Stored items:
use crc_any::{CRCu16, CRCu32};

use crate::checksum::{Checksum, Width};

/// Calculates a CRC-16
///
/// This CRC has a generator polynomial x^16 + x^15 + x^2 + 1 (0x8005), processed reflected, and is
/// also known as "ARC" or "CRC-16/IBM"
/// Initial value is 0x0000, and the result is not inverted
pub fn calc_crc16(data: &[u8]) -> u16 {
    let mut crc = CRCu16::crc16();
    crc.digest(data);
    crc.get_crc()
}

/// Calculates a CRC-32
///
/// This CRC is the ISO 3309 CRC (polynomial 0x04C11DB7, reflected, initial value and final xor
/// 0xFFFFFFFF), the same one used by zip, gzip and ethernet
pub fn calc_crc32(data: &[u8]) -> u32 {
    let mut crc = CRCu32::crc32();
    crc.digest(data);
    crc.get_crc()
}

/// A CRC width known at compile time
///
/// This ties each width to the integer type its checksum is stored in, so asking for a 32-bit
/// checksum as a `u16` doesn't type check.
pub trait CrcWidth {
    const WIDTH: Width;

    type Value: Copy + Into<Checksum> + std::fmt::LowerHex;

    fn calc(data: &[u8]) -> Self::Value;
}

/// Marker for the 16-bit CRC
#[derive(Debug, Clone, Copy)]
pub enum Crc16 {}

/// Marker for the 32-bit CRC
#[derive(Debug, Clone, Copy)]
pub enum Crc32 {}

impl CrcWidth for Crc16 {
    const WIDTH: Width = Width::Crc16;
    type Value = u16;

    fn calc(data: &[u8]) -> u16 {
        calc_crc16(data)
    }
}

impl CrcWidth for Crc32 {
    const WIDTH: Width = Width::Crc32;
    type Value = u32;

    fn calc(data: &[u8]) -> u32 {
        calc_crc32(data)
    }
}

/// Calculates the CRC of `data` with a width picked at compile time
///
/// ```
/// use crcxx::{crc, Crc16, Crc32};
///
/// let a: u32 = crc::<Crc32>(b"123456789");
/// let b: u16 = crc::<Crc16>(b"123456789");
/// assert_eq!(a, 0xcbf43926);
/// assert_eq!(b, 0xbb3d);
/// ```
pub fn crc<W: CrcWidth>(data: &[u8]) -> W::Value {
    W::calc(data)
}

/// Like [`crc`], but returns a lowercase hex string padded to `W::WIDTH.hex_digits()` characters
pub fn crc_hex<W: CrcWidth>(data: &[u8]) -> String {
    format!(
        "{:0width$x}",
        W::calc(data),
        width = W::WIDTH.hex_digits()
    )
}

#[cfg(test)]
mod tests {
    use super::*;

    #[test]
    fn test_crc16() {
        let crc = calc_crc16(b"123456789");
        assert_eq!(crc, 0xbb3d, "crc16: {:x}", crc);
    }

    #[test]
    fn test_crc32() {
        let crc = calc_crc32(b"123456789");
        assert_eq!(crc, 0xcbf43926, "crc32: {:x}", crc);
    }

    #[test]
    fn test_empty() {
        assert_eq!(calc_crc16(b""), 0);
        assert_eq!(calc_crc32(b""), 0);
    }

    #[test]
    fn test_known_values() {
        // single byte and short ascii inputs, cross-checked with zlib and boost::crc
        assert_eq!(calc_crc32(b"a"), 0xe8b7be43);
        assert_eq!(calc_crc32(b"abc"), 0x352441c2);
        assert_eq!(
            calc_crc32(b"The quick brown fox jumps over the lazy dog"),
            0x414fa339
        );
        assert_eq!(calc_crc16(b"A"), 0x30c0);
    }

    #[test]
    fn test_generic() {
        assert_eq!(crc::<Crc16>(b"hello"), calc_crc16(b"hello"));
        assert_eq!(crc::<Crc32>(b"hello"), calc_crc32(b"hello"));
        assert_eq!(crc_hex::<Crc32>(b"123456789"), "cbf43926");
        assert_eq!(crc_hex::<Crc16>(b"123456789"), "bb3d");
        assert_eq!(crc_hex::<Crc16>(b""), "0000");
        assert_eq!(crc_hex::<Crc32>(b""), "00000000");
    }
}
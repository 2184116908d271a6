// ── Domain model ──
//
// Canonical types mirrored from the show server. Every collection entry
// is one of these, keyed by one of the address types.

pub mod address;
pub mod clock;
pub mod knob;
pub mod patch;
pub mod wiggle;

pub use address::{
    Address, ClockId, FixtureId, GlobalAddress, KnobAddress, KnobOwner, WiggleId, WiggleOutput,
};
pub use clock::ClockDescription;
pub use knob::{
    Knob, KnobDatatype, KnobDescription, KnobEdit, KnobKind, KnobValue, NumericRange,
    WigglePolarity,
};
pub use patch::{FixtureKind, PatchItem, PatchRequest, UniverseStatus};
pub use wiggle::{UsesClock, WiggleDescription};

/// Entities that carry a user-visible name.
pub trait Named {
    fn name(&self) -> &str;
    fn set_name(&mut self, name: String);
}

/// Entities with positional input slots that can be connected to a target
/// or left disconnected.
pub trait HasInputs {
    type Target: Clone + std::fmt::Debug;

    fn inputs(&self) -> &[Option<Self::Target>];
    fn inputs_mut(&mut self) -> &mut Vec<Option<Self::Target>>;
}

* * *

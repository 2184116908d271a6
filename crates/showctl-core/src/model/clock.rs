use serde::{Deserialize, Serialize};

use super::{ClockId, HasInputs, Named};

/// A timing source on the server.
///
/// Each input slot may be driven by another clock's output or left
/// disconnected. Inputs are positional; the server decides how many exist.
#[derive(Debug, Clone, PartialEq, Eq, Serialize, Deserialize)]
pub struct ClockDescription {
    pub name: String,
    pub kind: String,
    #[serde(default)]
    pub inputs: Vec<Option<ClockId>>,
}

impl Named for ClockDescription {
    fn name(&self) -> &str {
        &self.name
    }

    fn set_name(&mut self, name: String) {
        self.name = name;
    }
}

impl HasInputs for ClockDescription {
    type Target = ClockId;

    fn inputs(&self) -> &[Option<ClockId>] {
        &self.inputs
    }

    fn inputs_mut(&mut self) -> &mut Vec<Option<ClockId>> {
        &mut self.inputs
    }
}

* * *

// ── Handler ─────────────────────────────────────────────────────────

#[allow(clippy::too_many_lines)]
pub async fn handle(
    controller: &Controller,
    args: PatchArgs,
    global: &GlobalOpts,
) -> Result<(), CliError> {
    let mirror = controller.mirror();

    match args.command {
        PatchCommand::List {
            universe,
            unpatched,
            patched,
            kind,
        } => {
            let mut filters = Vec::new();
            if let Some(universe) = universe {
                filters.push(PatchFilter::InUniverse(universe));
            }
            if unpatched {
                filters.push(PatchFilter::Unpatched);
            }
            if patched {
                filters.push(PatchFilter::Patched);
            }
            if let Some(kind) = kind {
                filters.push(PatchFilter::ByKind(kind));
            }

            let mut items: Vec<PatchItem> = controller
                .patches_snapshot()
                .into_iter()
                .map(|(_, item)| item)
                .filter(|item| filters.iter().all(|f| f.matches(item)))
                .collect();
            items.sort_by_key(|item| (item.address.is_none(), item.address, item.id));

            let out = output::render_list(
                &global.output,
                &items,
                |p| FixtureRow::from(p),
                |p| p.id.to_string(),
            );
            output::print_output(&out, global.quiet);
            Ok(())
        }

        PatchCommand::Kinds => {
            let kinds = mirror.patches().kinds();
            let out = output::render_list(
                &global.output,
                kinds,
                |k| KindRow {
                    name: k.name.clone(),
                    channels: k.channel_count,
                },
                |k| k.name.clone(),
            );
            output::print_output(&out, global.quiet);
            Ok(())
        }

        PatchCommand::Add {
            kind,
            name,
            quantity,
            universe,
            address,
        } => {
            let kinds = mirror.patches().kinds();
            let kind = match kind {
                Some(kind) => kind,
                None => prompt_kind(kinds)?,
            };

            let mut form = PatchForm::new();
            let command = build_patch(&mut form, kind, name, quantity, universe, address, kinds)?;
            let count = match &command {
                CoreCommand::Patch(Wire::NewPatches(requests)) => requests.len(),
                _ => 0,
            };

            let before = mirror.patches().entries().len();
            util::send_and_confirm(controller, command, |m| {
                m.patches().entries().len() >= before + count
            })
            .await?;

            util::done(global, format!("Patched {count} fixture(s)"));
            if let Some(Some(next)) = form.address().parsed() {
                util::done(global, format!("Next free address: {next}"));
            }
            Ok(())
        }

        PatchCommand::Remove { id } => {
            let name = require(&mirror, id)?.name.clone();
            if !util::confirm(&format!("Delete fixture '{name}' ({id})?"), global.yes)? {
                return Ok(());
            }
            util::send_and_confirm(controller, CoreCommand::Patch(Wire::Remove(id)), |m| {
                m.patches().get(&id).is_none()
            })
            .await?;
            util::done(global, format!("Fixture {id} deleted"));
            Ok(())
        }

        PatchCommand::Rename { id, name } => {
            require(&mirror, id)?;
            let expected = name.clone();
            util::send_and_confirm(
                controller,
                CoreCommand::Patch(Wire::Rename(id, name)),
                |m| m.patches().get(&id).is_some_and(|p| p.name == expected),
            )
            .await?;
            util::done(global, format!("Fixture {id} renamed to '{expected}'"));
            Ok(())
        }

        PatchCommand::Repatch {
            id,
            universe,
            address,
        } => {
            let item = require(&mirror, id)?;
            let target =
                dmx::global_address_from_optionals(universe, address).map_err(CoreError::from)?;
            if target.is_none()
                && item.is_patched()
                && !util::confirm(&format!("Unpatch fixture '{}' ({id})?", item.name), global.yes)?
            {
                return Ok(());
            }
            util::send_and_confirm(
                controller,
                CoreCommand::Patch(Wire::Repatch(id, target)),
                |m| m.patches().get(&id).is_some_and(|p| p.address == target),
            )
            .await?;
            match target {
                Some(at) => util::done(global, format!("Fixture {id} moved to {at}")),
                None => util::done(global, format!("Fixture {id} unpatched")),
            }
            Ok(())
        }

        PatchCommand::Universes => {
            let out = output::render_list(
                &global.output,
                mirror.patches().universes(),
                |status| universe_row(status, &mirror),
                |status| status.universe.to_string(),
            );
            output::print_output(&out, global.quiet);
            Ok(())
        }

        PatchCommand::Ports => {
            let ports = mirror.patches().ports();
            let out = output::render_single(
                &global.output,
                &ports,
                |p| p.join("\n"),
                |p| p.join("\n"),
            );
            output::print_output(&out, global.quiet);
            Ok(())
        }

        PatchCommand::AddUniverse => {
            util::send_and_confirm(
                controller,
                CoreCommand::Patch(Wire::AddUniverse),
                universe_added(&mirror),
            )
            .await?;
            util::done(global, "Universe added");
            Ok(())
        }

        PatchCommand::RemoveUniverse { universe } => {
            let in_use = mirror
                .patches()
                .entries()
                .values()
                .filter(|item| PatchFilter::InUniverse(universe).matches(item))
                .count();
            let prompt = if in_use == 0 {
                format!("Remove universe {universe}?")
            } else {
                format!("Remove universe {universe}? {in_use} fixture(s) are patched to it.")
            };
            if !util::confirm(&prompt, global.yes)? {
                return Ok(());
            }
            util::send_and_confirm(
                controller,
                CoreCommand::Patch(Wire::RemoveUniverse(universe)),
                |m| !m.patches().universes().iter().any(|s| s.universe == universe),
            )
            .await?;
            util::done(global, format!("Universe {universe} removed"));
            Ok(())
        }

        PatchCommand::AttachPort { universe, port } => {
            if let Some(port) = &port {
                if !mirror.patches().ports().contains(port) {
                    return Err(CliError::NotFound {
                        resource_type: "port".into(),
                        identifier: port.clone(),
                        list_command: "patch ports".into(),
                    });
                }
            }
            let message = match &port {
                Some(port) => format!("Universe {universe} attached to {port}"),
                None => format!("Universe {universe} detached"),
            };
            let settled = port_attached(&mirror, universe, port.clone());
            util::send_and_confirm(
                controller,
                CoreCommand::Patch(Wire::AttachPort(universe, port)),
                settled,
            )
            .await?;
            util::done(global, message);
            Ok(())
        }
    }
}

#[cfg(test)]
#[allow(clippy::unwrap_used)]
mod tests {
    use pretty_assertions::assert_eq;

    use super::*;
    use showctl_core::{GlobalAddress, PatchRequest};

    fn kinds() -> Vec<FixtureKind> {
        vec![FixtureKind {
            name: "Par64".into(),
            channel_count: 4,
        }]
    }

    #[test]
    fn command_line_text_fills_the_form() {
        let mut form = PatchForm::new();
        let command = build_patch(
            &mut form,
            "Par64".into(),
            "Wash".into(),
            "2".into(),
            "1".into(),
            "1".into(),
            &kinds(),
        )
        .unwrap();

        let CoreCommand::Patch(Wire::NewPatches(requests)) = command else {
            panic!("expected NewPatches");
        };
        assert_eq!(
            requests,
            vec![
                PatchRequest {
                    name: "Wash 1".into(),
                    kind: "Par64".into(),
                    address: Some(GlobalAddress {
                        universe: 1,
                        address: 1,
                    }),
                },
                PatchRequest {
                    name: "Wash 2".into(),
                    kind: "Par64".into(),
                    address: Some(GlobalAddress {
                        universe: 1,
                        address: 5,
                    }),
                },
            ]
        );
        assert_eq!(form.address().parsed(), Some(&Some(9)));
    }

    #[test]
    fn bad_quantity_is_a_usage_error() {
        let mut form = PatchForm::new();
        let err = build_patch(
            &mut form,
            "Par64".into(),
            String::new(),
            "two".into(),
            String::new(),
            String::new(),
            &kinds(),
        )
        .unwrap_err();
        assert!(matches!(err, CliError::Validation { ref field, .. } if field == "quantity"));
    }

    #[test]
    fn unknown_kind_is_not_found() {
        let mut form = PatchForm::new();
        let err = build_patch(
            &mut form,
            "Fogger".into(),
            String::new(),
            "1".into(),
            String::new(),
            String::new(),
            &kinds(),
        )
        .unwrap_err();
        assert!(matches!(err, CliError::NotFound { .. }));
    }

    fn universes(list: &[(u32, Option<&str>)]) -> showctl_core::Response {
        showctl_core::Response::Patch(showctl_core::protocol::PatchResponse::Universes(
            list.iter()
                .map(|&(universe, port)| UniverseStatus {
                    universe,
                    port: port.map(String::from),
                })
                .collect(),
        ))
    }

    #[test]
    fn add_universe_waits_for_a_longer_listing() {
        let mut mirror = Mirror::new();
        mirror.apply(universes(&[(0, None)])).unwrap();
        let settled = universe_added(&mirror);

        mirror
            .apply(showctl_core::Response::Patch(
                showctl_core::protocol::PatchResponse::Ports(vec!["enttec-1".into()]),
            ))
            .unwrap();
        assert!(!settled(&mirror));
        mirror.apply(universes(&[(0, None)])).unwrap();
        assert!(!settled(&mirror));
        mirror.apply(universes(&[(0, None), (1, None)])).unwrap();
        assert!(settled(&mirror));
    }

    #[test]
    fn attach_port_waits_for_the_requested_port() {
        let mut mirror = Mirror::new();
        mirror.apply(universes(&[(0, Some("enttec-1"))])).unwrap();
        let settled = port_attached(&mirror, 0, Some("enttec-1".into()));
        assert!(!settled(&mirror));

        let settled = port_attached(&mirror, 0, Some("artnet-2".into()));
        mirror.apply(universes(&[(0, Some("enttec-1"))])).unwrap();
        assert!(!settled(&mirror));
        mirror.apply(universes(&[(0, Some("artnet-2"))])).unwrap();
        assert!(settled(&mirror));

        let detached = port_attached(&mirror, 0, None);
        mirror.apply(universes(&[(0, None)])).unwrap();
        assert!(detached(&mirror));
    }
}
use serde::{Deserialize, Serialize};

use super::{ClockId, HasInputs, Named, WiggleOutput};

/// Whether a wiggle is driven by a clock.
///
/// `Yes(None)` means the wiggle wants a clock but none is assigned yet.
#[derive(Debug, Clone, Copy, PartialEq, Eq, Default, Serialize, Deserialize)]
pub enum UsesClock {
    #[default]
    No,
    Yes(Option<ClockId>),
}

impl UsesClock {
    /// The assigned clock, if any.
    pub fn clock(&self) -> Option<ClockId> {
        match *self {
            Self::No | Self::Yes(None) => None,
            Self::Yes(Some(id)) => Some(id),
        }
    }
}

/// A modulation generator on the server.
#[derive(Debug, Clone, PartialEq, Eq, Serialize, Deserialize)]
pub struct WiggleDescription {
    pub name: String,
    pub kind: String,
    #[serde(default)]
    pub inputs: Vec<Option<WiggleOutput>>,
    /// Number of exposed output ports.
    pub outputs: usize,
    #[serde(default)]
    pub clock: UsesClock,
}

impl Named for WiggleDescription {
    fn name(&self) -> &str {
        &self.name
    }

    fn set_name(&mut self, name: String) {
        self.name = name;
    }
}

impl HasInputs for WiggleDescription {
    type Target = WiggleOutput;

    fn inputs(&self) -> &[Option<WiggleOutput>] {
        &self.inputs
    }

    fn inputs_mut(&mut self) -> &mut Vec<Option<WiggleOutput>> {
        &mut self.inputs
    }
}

Exercise prompt »
Report each line above containing the string "InUniverse".

Reply »
                filters.push(PatchFilter::InUniverse(universe));
                .filter(|item| PatchFilter::InUniverse(universe).matches(item))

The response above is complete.